Registrar/Deputy Registrar
…………………………………
Solicitors:
Tompkins Wake, Hamilton
Bell Gully, Auckland
JMB TRUST LTD v CHINA ANIMAL HUSBANDRY GROUP [2025] NZHC 3123 [20 October 2025]
[1] In a judgment delivered 1 July 2025, I dismissed the claims of the plaintiff, JMB Trust Ltd (JMB Trust) against the first defendant, China Animal Husbandry Group (CAHG).1
[2]CAHG has filed a memorandum seeking costs of $857,645.66, comprising:
(a)disbursements of $319,099.46;
(b)scale costs of $49,712 on a 2B and 2C basis (depending on the specific step) up to 27 February 2025 (when JMB Trust rejected CAHG’s settlement offer); and
(c)actual costs of $521,034.40 on all steps taken after 27 February 2025.
[3] CAHG accepts $32,200.20 is deductible from the award of costs, being the amount it says JMB Trust is entitled to as a result of the costs orders made in Jagose J’s judgment of 13 September 2024.
[4] The plaintiff has filed a memorandum taking the position that the Court ought not award increased or indemnity costs.

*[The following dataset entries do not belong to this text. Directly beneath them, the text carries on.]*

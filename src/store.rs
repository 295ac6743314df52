//! Persisted bearer credential and the key/value backends that hold it.
//!
//! SYSTEM CONTEXT
//! ==============
//! Exactly one credential is stored, under [`ACCESS_TOKEN_KEY`]. The store
//! works without a backend (non-interactive runs): reads come back empty and
//! writes do nothing. Backend failures are logged and swallowed so callers
//! never have to handle storage errors.

use std::collections::BTreeMap;
use std::fs;
use std::path::PathBuf;
use std::sync::{Arc, Mutex, PoisonError};

/// Well-known storage key for the access token.
pub const ACCESS_TOKEN_KEY: &str = "accessToken";

#[derive(Debug, thiserror::Error)]
pub enum StorageError {
    #[error("storage io failed for {path}: {source}")]
    Io {
        path: PathBuf,
        #[source]
        source: std::io::Error,
    },
    #[error("storage file {path} is not a JSON object: {source}")]
    Decode {
        path: PathBuf,
        #[source]
        source: serde_json::Error,
    },
    #[error("storage encode failed: {0}")]
    Encode(#[from] serde_json::Error),
}

/// String key/value persistence, shaped after browser `localStorage`.
pub trait Storage: Send + Sync {
    /// Read `key`, returning `None` when it was never written.
    ///
    /// # Errors
    ///
    /// Returns an error if the backend cannot be read.
    fn get_item(&self, key: &str) -> Result<Option<String>, StorageError>;

    /// Write `value` under `key`, replacing any previous value.
    ///
    /// # Errors
    ///
    /// Returns an error if the backend cannot be written.
    fn set_item(&self, key: &str, value: &str) -> Result<(), StorageError>;

    /// Delete `key`. Removing a missing key is not an error.
    ///
    /// # Errors
    ///
    /// Returns an error if the backend cannot be written.
    fn remove_item(&self, key: &str) -> Result<(), StorageError>;
}

// =============================================================================
// MEMORY BACKEND
// =============================================================================

/// Process-local storage. Contents vanish with the process.
#[derive(Debug, Default)]
pub struct MemoryStorage {
    items: Mutex<BTreeMap<String, String>>,
}

impl MemoryStorage {
    #[must_use]
    pub fn new() -> Self {
        Self::default()
    }
}

impl Storage for MemoryStorage {
    fn get_item(&self, key: &str) -> Result<Option<String>, StorageError> {
        let items = self.items.lock().unwrap_or_else(PoisonError::into_inner);
        Ok(items.get(key).cloned())
    }

    fn set_item(&self, key: &str, value: &str) -> Result<(), StorageError> {
        let mut items = self.items.lock().unwrap_or_else(PoisonError::into_inner);
        items.insert(key.to_owned(), value.to_owned());
        Ok(())
    }

    fn remove_item(&self, key: &str) -> Result<(), StorageError> {
        let mut items = self.items.lock().unwrap_or_else(PoisonError::into_inner);
        items.remove(key);
        Ok(())
    }
}

// =============================================================================
// FILE BACKEND
// =============================================================================

/// Storage persisted as a JSON object map in a single file.
///
/// A missing file reads as empty. Parent directories are created on first
/// write. The lock serializes read-modify-write cycles within one process.
#[derive(Debug)]
pub struct FileStorage {
    path: PathBuf,
    lock: Mutex<()>,
}

impl FileStorage {
    #[must_use]
    pub fn new(path: impl Into<PathBuf>) -> Self {
        Self { path: path.into(), lock: Mutex::new(()) }
    }

    fn load(&self) -> Result<BTreeMap<String, String>, StorageError> {
        let raw = match fs::read_to_string(&self.path) {
            Ok(raw) => raw,
            Err(e) if e.kind() == std::io::ErrorKind::NotFound => return Ok(BTreeMap::new()),
            Err(source) => return Err(StorageError::Io { path: self.path.clone(), source }),
        };
        if raw.trim().is_empty() {
            return Ok(BTreeMap::new());
        }
        serde_json::from_str(&raw).map_err(|source| StorageError::Decode { path: self.path.clone(), source })
    }

    /// `load` for read-modify-write cycles. A file that does not decode
    /// starts over as an empty map; the flag says it must be rewritten.
    fn load_for_write(&self) -> Result<(BTreeMap<String, String>, bool), StorageError> {
        match self.load() {
            Ok(items) => Ok((items, false)),
            Err(StorageError::Decode { path, source }) => {
                tracing::warn!(path = %path.display(), error = %source, "overwriting undecodable storage file");
                Ok((BTreeMap::new(), true))
            }
            Err(e) => Err(e),
        }
    }

    fn save(&self, items: &BTreeMap<String, String>) -> Result<(), StorageError> {
        if let Some(parent) = self.path.parent()
            && !parent.as_os_str().is_empty()
        {
            fs::create_dir_all(parent).map_err(|source| StorageError::Io { path: parent.to_path_buf(), source })?;
        }
        let raw = serde_json::to_string_pretty(items)?;
        fs::write(&self.path, raw).map_err(|source| StorageError::Io { path: self.path.clone(), source })
    }
}

impl Storage for FileStorage {
    fn get_item(&self, key: &str) -> Result<Option<String>, StorageError> {
        let _held = self.lock.lock().unwrap_or_else(PoisonError::into_inner);
        Ok(self.load()?.remove(key))
    }

    fn set_item(&self, key: &str, value: &str) -> Result<(), StorageError> {
        let _held = self.lock.lock().unwrap_or_else(PoisonError::into_inner);
        let (mut items, _) = self.load_for_write()?;
        items.insert(key.to_owned(), value.to_owned());
        self.save(&items)
    }

    fn remove_item(&self, key: &str) -> Result<(), StorageError> {
        let _held = self.lock.lock().unwrap_or_else(PoisonError::into_inner);
        let (mut items, replaced) = self.load_for_write()?;
        if items.remove(key).is_none() && !replaced {
            return Ok(());
        }
        self.save(&items)
    }
}

// =============================================================================
// CREDENTIAL STORE
// =============================================================================

/// Owner of the single bearer credential. Cheap to clone; clones share the
/// same backend.
#[derive(Clone)]
pub struct CredentialStore {
    backend: Option<Arc<dyn Storage>>,
}

impl std::fmt::Debug for CredentialStore {
    fn fmt(&self, f: &mut std::fmt::Formatter<'_>) -> std::fmt::Result {
        f.debug_struct("CredentialStore")
            .field("attached", &self.backend.is_some())
            .finish()
    }
}

impl CredentialStore {
    /// Store backed by `backend`.
    #[must_use]
    pub fn new(backend: Arc<dyn Storage>) -> Self {
        Self { backend: Some(backend) }
    }

    /// Store with no backend: `get` is always absent, writes are no-ops.
    #[must_use]
    pub fn detached() -> Self {
        Self { backend: None }
    }

    /// Store backed by a fresh [`MemoryStorage`].
    #[must_use]
    pub fn in_memory() -> Self {
        Self::new(Arc::new(MemoryStorage::new()))
    }

    /// Store backed by a [`FileStorage`] at `path`.
    #[must_use]
    pub fn file(path: impl Into<PathBuf>) -> Self {
        Self::new(Arc::new(FileStorage::new(path)))
    }

    /// Return the stored credential. Empty strings count as absent.
    #[must_use]
    pub fn get(&self) -> Option<String> {
        let backend = self.backend.as_ref()?;
        match backend.get_item(ACCESS_TOKEN_KEY) {
            Ok(token) => token.filter(|t| !t.is_empty()),
            Err(e) => {
                tracing::warn!(error = %e, "credential read failed; treating as absent");
                None
            }
        }
    }

    /// Persist `token`, replacing any previous credential.
    pub fn set(&self, token: &str) {
        let Some(backend) = self.backend.as_ref() else {
            return;
        };
        if let Err(e) = backend.set_item(ACCESS_TOKEN_KEY, token) {
            tracing::warn!(error = %e, "credential write failed");
        }
    }

    /// Remove the stored credential, if any.
    pub fn remove(&self) {
        let Some(backend) = self.backend.as_ref() else {
            return;
        };
        if let Err(e) = backend.remove_item(ACCESS_TOKEN_KEY) {
            tracing::warn!(error = %e, "credential removal failed");
        }
    }

    #[must_use]
    pub fn is_attached(&self) -> bool {
        self.backend.is_some()
    }
}

#[cfg(test)]
#[path = "store_test.rs"]
mod store_test;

It has not otherwise commented on the first defendant’s calculation of scale costs set out in Appendix 1 of its memorandum (a total of $137,544.50), the claimed disbursements, or the proposed deduction for JMB Trust’s outstanding costs entitlement.
Legal principles
[5] The Court has a general discretion to award costs under r 14.1 of the High Court Rules 2016.

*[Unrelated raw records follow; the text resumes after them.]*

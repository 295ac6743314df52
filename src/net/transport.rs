//! HTTP transport seam.
//!
//! The gateway builds [`HttpRequest`] values and hands them to a
//! [`Transport`]; [`HttpTransport`] is the real `reqwest` implementation.
//! Tests substitute a recording mock.

use std::time::Duration;

pub use reqwest::Method;

use crate::config::Timeouts;

/// A fully built outbound request.
#[derive(Clone, Debug, PartialEq, Eq)]
pub struct HttpRequest {
    pub method: Method,
    pub url: String,
    pub headers: Vec<(&'static str, String)>,
    pub body: Option<String>,
}

impl HttpRequest {
    /// First header value named `name` (case-insensitive).
    #[must_use]
    pub fn header(&self, name: &str) -> Option<&str> {
        self.headers
            .iter()
            .find(|(key, _)| key.eq_ignore_ascii_case(name))
            .map(|(_, value)| value.as_str())
    }
}

/// Status and raw body of a completed round trip.
#[derive(Clone, Debug, PartialEq, Eq)]
pub struct HttpResponse {
    pub status: u16,
    pub body: String,
}

impl HttpResponse {
    #[must_use]
    pub fn is_success(&self) -> bool {
        (200..300).contains(&self.status)
    }
}

/// The round trip could not complete (offline, DNS, TLS, timeout).
#[derive(Debug, Clone, PartialEq, Eq, thiserror::Error)]
#[error("transport failed: {0}")]
pub struct TransportError(pub String);

#[async_trait::async_trait]
pub trait Transport: Send + Sync {
    async fn send(&self, request: HttpRequest) -> Result<HttpResponse, TransportError>;
}

/// `reqwest`-backed transport.
///
/// The cookie jar is enabled so refresh-token cookies set by the server are
/// replayed on later calls, matching a browser's `credentials: "include"`.
pub struct HttpTransport {
    http: reqwest::Client,
}

impl HttpTransport {
    /// # Errors
    ///
    /// Returns an error if the underlying HTTP client cannot be built.
    pub fn new(timeouts: Timeouts) -> Result<Self, TransportError> {
        let http = reqwest::Client::builder()
            .cookie_store(true)
            .timeout(Duration::from_secs(timeouts.request_secs))
            .connect_timeout(Duration::from_secs(timeouts.connect_secs))
            .build()
            .map_err(|e| TransportError(e.to_string()))?;
        Ok(Self { http })
    }
}

#[async_trait::async_trait]
impl Transport for HttpTransport {
    async fn send(&self, request: HttpRequest) -> Result<HttpResponse, TransportError> {
        let mut builder = self.http.request(request.method, &request.url);
        for (name, value) in request.headers {
            builder = builder.header(name, value);
        }
        if let Some(body) = request.body {
            builder = builder.body(body);
        }

        let response = builder
            .send()
            .await
            .map_err(|e| TransportError(e.to_string()))?;
        let status = response.status().as_u16();
        let body = response
            .text()
            .await
            .map_err(|e| TransportError(e.to_string()))?;
        Ok(HttpResponse { status, body })
    }
}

[6] Subject to that discretion, r 14.2 provides the principles to be applied in most cases:
(a)Under r 14.2(1)(a), the party who fails with respect to a proceeding or an interlocutory application should pay costs to the party who succeeds.
1 JMB Trust Ltd v China Animal Husbandry Group [2025] NZHC 1758.
(b)Under r 14.2(1)(b), an award of costs should reflect the complexity and significance of the proceeding. For those purposes, r 14.3 provides for three categories of proceeding (1, 2 or 3).
(c)Rule 14.2(1)(c) provides that costs should generally be assessed by applying the appropriate daily recovery rate to the time considered reasonable for each step reasonably required in relation to the proceeding or interlocutory application. The reasonable determination of time is set out in r 14.5 by band (A, B or C).
(d)Rule 14.2(1)(f) provides that an award of costs should not exceed the actual costs incurred by the party.
[7] The above position of limiting a losing party’s liability for costs to scale in most cases is supported by access to justice considerations.2 Other objectives are that the determination of costs should be predictable and expeditious.3
[8] Rule 14.6 provides for increased and indemnity costs. Relevantly, rr 14.6(3) and (4) provide:
(3) The court may order a party to pay increased costs if—
…
(b)the party opposing costs has contributed unnecessarily to the time or expense of the proceeding or step in it by—
…
(iii) failing, without reasonable justification, to admit facts, evidence, documents, or accept a legal argument; or
…
(v) failing, without reasonable justification, to accept an offer of settlement whether in the form of an offer under rule 14.10 or some other offer to settle or dispose of the proceeding; or
2 Bradbury v Westpac Banking Corp [2009] NZCA 234, [2009] 3 NZLR 400 at [10]; and Ben Nevis Forestry Ventures Ltd v Commissioner of Inland Revenue [2014] NZCA 348, (2014) 22 PRNZ 322 at [13].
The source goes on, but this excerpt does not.